Excerpted records:
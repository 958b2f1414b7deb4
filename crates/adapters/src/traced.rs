// SPDX-License-Identifier: BUSL-1.1
// Copyright (c) 2026 Alfred Jean LLC

//! Traced sender wrapper for consistent observability

use crate::sender::{MessageSender, SenderError};
use async_trait::async_trait;
use tracing::Instrument;

/// Wrapper that adds tracing to any MessageSender
#[derive(Clone)]
pub struct TracedSender<S> {
    inner: S,
}

impl<S> TracedSender<S> {
    pub fn new(inner: S) -> Self {
        Self { inner }
    }

    pub fn inner(&self) -> &S {
        &self.inner
    }
}

#[async_trait]
impl<S: MessageSender> MessageSender for TracedSender<S> {
    type Message = S::Message;

    async fn send_message(&self, data: Self::Message) -> Result<(), SenderError> {
        async move {
            tracing::debug!("sending");

            let start = std::time::Instant::now();
            let result = self.inner.send_message(data).await;
            let elapsed = start.elapsed();

            match &result {
                Ok(()) => tracing::debug!(elapsed_ms = elapsed.as_millis() as u64, "sent"),
                Err(e) => tracing::error!(
                    elapsed_ms = elapsed.as_millis() as u64,
                    error = %e,
                    "send failed"
                ),
            }

            result
        }
        .instrument(tracing::info_span!("sender.send"))
        .await
    }

    async fn send_serialized(&self, json_data: &str) -> Result<(), SenderError> {
        let span = tracing::info_span!("sender.send_serialized", json_len = json_data.len());
        async move {
            let result = self.inner.send_serialized(json_data).await;
            match &result {
                Ok(()) => tracing::debug!("sent"),
                Err(e) => tracing::error!(error = %e, "send failed"),
            }
            result
        }
        .instrument(span)
        .await
    }

    fn close(&self) {
        self.inner.close();
        tracing::info!("sender closed");
    }
}

#[cfg(test)]
#[path = "traced_tests.rs"]
mod tests;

Problem to work on:
Everything above, from first entry to last, must be reproduced exactly.

Final answer:
repository 958b2f1414b7deb4
filename crates/adapters/src/traced.rs
// SPDX-License-Identifier: BUSL-1.1
// Copyright (c) 2026 Alfred Jean LLC

//! Traced sender wrapper for consistent observability

use crate::sender::{MessageSender, SenderError};
use async_trait::async_trait;
use tracing::Instrument;

/// Wrapper that adds tracing to any MessageSender
#[derive(Clone)]
pub struct TracedSender<S> {
    inner: S,
}

impl<S> TracedSender<S> {
    pub fn new(inner: S) -> Self {
        Self { inner }
    }

    pub fn inner(&self) -> &S {
        &self.inner
    }
}

#[async_trait]
impl<S: MessageSender> MessageSender for TracedSender<S> {
    type Message = S::Message;

    async fn send_message(&self, data: Self::Message) -> Result<(), SenderError> {
        async move {
            tracing::debug!("sending");

            let start = std::time::Instant::now();
            let result = self.inner.send_message(data).await;
            let elapsed = start.elapsed();

            match &result {
                Ok(()) => tracing::debug!(elapsed_ms = elapsed.as_millis() as u64, "sent"),
                Err(e) => tracing::error!(
                    elapsed_ms = elapsed.as_millis() as u64,
                    error = %e,
                    "send failed"
                ),
            }

            result
        }
        .instrument(tracing::info_span!("sender.send"))
        .await
    }

    async fn send_serialized(&self, json_data: &str) -> Result<(), SenderError> {
        let span = tracing::info_span!("sender.send_serialized", json_len = json_data.len());
        async move {
            let result = self.inner.send_serialized(json_data).await;
            match &result {
                Ok(()) => tracing::debug!("sent"),
                Err(e) => tracing::error!(error = %e, "send failed"),
            }
            result
        }
        .instrument(span)
        .await
    }

    fn close(&self) {
        self.inner.close();
        tracing::info!("sender closed");
    }
}

#[cfg(test)]
#[path = "traced_tests.rs"]
mod tests;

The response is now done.